- Type of project: Online language learning project
- Funding: European Commission

= STELLA (language courses) =

European Union online language learning project

The STELLA project was originally supported and co-funded by the European Commission. The aim was to develop a new language learning methodology for online language learning suitable for European learners. The project's aim was also to deliver online language learning courses for less widely taught and used languages (LWTULs) within the European Union in order to meet the European Union's aim to "safeguard the linguistic diversity in Europe". The methodology was subsequently used in courses which further delivered languages considered to be of strategic importance to the EU and member states.

STELLA courses:
- are used by students, tourists and business people,
- incorporate the Council of Europe's syllabus (Breakthrough, Level A1),
- guide students towards a European Language Certificate,
- are designed specifically for the internet,
- allow students to study in their native language,
- include STELLA software that allows further courses to be created for other languages.

The project's methodology has been implemented with Arabic, Danish, Hungarian, Spanish, Turkish and English.

== Background ==
Article 149 of the EU Treaty states that the role of the EU is to “contribute to the development of quality education by encouraging cooperation between Member States and, if necessary, by supporting and supplementing their action.”

== Overarching EU policy goal ==
According to the Lisbon Strategy (March 2000), the overarching EU policy goal is that “The Union must become the most competitive and dynamic knowledge-based economy in the world.”
In the 2005 relaunch, the goal was stated as follows: The EU is to become “an advanced knowledge society with sustainable development, more and better jobs and greater social cohesion.”
The EU works towards these policy goals on the one hand through policy work with Member States and on the other through subsidizing educational programmes.

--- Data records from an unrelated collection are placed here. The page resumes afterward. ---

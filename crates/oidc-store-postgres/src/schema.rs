//! Schema management for the PostgreSQL artifact backend.
//!
//! Every artifact kind gets its own table:
//!
//! ```sql
//! CREATE TABLE "oidc_access_tokens" (
//!     id         TEXT PRIMARY KEY,
//!     record     JSONB NOT NULL,
//!     expires_at BIGINT,
//!     consumed   BIGINT,
//!     grant_id   TEXT
//! );
//! ```
//!
//! The grant index is one table keyed by `(grant_key, member_key)`, so an
//! append is a single `INSERT ... ON CONFLICT DO NOTHING`.
//!
//! Table names come from configuration and are interpolated into SQL, so
//! they are restricted to plain identifiers, optionally schema-qualified.

use oidc_store::TableConfig;
use sqlx_core::query::query;
use sqlx_postgres::PgPool;
use tracing::{info, instrument};

use crate::error::{PostgresError, Result};

const MAX_IDENTIFIER_LEN: usize = 63;

/// Validates `name` and returns it double-quoted for use in SQL.
///
/// Accepts `table` or `schema.table`, where each part starts with a letter
/// or underscore and continues with letters, digits or underscores.
///
/// # Errors
///
/// Returns [`PostgresError::InvalidIdentifier`] for anything else.
pub fn quote_table(name: &str) -> Result<String> {
    let parts: Vec<&str> = name.split('.').collect();
    if parts.len() > 2 || !parts.iter().all(|part| is_plain_identifier(part)) {
        return Err(PostgresError::invalid_identifier(name));
    }

    Ok(parts
        .iter()
        .map(|part| format!("\"{part}\""))
        .collect::<Vec<_>>()
        .join("."))
}

fn is_plain_identifier(part: &str) -> bool {
    let mut chars = part.chars();
    let Some(first) = chars.next() else {
        return false;
    };
    part.len() <= MAX_IDENTIFIER_LEN
        && (first.is_ascii_alphabetic() || first == '_')
        && chars.all(|c| c.is_ascii_alphanumeric() || c == '_')
}

/// Derives an index name from a table name, e.g. `idx_oidc_access_tokens_expires_at`.
fn index_name(table: &str, column: &str) -> String {
    let base = table.replace('.', "_");
    let name = format!("idx_{base}_{column}");
    name.chars().take(MAX_IDENTIFIER_LEN).collect()
}

/// Creates every artifact table in `tables` and the grant index table.
///
/// Idempotent; existing tables are left untouched.
///
/// # Errors
///
/// Returns an error if a table name is invalid or a statement fails.
#[instrument(skip(pool, tables))]
pub async fn ensure_schema(pool: &PgPool, tables: &TableConfig, index_table: &str) -> Result<()> {
    for (kind, table) in tables.iter() {
        create_artifact_table(pool, table).await?;
        info!(kind = %kind, table = %table, "Artifact table ready");
    }
    create_index_table(pool, index_table).await?;
    info!(table = %index_table, "Grant index table ready");
    Ok(())
}

async fn create_artifact_table(pool: &PgPool, table: &str) -> Result<()> {
    let quoted = quote_table(table)?;

    query(&format!(
        r#"
        CREATE TABLE IF NOT EXISTS {quoted} (
            id TEXT PRIMARY KEY,
            record JSONB NOT NULL,
            expires_at BIGINT,
            consumed BIGINT,
            grant_id TEXT
        )
        "#
    ))
    .execute(pool)
    .await?;

    // Index on expires_at for cleanup
    query(&format!(
        r#"CREATE INDEX IF NOT EXISTS "{}" ON {quoted} (expires_at)"#,
        index_name(table, "expires_at")
    ))
    .execute(pool)
    .await?;

    query(&format!(
        r#"CREATE INDEX IF NOT EXISTS "{}" ON {quoted} (grant_id)"#,
        index_name(table, "grant_id")
    ))
    .execute(pool)
    .await?;

    Ok(())
}

async fn create_index_table(pool: &PgPool, table: &str) -> Result<()> {
    let quoted = quote_table(table)?;

    query(&format!(
        r#"
        CREATE TABLE IF NOT EXISTS {quoted} (
            grant_key TEXT NOT NULL,
            member_key TEXT NOT NULL,
            seq BIGSERIAL,
            PRIMARY KEY (grant_key, member_key)
        )
        "#
    ))
    .execute(pool)
    .await?;

    Ok(())
}
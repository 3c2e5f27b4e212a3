//! In-crate test backends.

use std::collections::{HashMap, HashSet};
use std::sync::Mutex;
use std::sync::atomic::{AtomicBool, Ordering};

use async_trait::async_trait;

use crate::artifact::Artifact;
use crate::backend::ArtifactBackend;
use crate::error::{StoreError, StoreResult};

/// Mutex-guarded map backend with failure injection.
#[derive(Default)]
pub(crate) struct MapBackend {
    rows: Mutex<HashMap<(String, String), Artifact>>,
    index: Mutex<HashMap<String, Vec<String>>>,
    failing_deletes: Mutex<HashSet<(String, String)>>,
    fail_puts: AtomicBool,
}

impl MapBackend {
    pub(crate) fn new() -> Self {
        Self::default()
    }

    pub(crate) fn fail_puts(&self, fail: bool) {
        self.fail_puts.store(fail, Ordering::SeqCst);
    }

    pub(crate) fn fail_delete(&self, table: &str, id: &str) {
        self.failing_deletes
            .lock()
            .unwrap()
            .insert((table.to_string(), id.to_string()));
    }

    pub(crate) fn row_count(&self) -> usize {
        self.rows.lock().unwrap().len()
    }
}

#[async_trait]
impl ArtifactBackend for MapBackend {
    async fn get(&self, table: &str, id: &str) -> StoreResult<Option<Artifact>> {
        let rows = self.rows.lock().unwrap();
        Ok(rows.get(&(table.to_string(), id.to_string())).cloned())
    }

    async fn put(&self, table: &str, artifact: &Artifact) -> StoreResult<()> {
        if self.fail_puts.load(Ordering::SeqCst) {
            return Err(StoreError::backend("injected put failure"));
        }
        self.rows
            .lock()
            .unwrap()
            .insert((table.to_string(), artifact.id.clone()), artifact.clone());
        Ok(())
    }

    async fn mark_consumed(&self, table: &str, id: &str, consumed_at: i64) -> StoreResult<bool> {
        let mut rows = self.rows.lock().unwrap();
        match rows.get_mut(&(table.to_string(), id.to_string())) {
            Some(artifact) => {
                artifact.consumed.get_or_insert(consumed_at);
                Ok(true)
            }
            None => Ok(false),
        }
    }

    async fn delete(&self, table: &str, id: &str) -> StoreResult<()> {
        let key = (table.to_string(), id.to_string());
        if self.failing_deletes.lock().unwrap().contains(&key) {
            return Err(StoreError::backend(format!("injected delete failure: {id}")));
        }
        self.rows.lock().unwrap().remove(&key);
        Ok(())
    }

    async fn index_members(&self, grant_key: &str) -> StoreResult<Vec<String>> {
        let index = self.index.lock().unwrap();
        Ok(index.get(grant_key).cloned().unwrap_or_default())
    }

    async fn replace_index(&self, grant_key: &str, members: Vec<String>) -> StoreResult<()> {
        self.index
            .lock()
            .unwrap()
            .insert(grant_key.to_string(), members);
        Ok(())
    }

    async fn append_index_member(&self, grant_key: &str, member: &str) -> StoreResult<()> {
        let mut index = self.index.lock().unwrap();
        let members = index.entry(grant_key.to_string()).or_default();
        if !members.iter().any(|existing| existing == member) {
            members.push(member.to_string());
        }
        Ok(())
    }

    async fn delete_index(&self, grant_key: &str) -> StoreResult<()> {
        self.index.lock().unwrap().remove(grant_key);
        Ok(())
    }
}

/// Backend that keeps the trait's read-modify-write append and suspends
/// between reading an index entry and returning it.
#[derive(Default)]
pub(crate) struct NaiveBackend {
    inner: MapBackend,
}

impl NaiveBackend {
    pub(crate) fn new() -> Self {
        Self::default()
    }
}

#[async_trait]
impl ArtifactBackend for NaiveBackend {
    async fn get(&self, table: &str, id: &str) -> StoreResult<Option<Artifact>> {
        self.inner.get(table, id).await
    }

    async fn put(&self, table: &str, artifact: &Artifact) -> StoreResult<()> {
        self.inner.put(table, artifact).await
    }

    async fn mark_consumed(&self, table: &str, id: &str, consumed_at: i64) -> StoreResult<bool> {
        self.inner.mark_consumed(table, id, consumed_at).await
    }

    async fn delete(&self, table: &str, id: &str) -> StoreResult<()> {
        self.inner.delete(table, id).await
    }

    async fn index_members(&self, grant_key: &str) -> StoreResult<Vec<String>> {
        let members = self.inner.index_members(grant_key).await?;
        tokio::task::yield_now().await;
        Ok(members)
    }

    async fn replace_index(&self, grant_key: &str, members: Vec<String>) -> StoreResult<()> {
        self.inner.replace_index(grant_key, members).await
    }

    async fn delete_index(&self, grant_key: &str) -> StoreResult<()> {
        self.inner.delete_index(grant_key).await
    }
}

The key challenge for the EU is to achieve multilingualism. As Umberto Eco (1993) stated, “we must place our hope in a polyglot Europe”. Multilingualism is a core value in Europe: it is one of its unique qualities and contributes to its richness. However, learning a lingua franca such as English is not enough. Every European citizen should speak their mother tongue and at least two other European languages.

== The European Union's language objectives ==
To achieve the aim the EU's policy objectives are to promote language learning and linguistic diversity within Europe and to complement EU programmes by addressing language teaching and learning needs at every stage of a person's life.

These objectives and needs will be met by:
- developing materials for teaching less widely spoken and taught languages,
- building up competence in languages which in turn can reinforce European global competitiveness
- developing methods to motivate language learners
- promoting multilingual comprehension between languages.

== The programmes ==
The EU initiative that funded transnational educational programmes was the Socrates programme. This was replaced in 2007 by the Lifelong Learning Programme 2007-2013. Within the Socrates programme the Lingua Action supported projects that promoted language learning while the Minerva Action promoted innovation in the fields of ICT and education.

== STELLA ==

=== Methodology ===
Underlying the whole project is the STELLA methodology, which implements the ideas and objectives laid down in the Common European Framework of Reference for Modern Languages. The methodology is oriented towards the , levels A1/A2. Supporting documents include a graded and sequenced distribution of topics, themes, language functions, lexis and syntax which authors can use as a basis to generate online language learning material. The generic system constitutes the electronic implementation of the STELLA methodology. The core material in STELLA is a language learning course (written in English), which serves as a model for authors to write courses for other languages.

=== STELLA courses ===
The STELLA courses are suitable for:
- learners who want to work towards a recognized European Language Certificate,
- learners who want to visit a country and want to learn the basics of the language,
- learners who wish to study online,
- learners who cannot take part in classroom activities because they live in a remote area or because of a disability,
- language schools and colleges which want to integrate an online e-course to support their classroom teaching. Stella e-courses can complement other learning courses as they follows an established syllabus.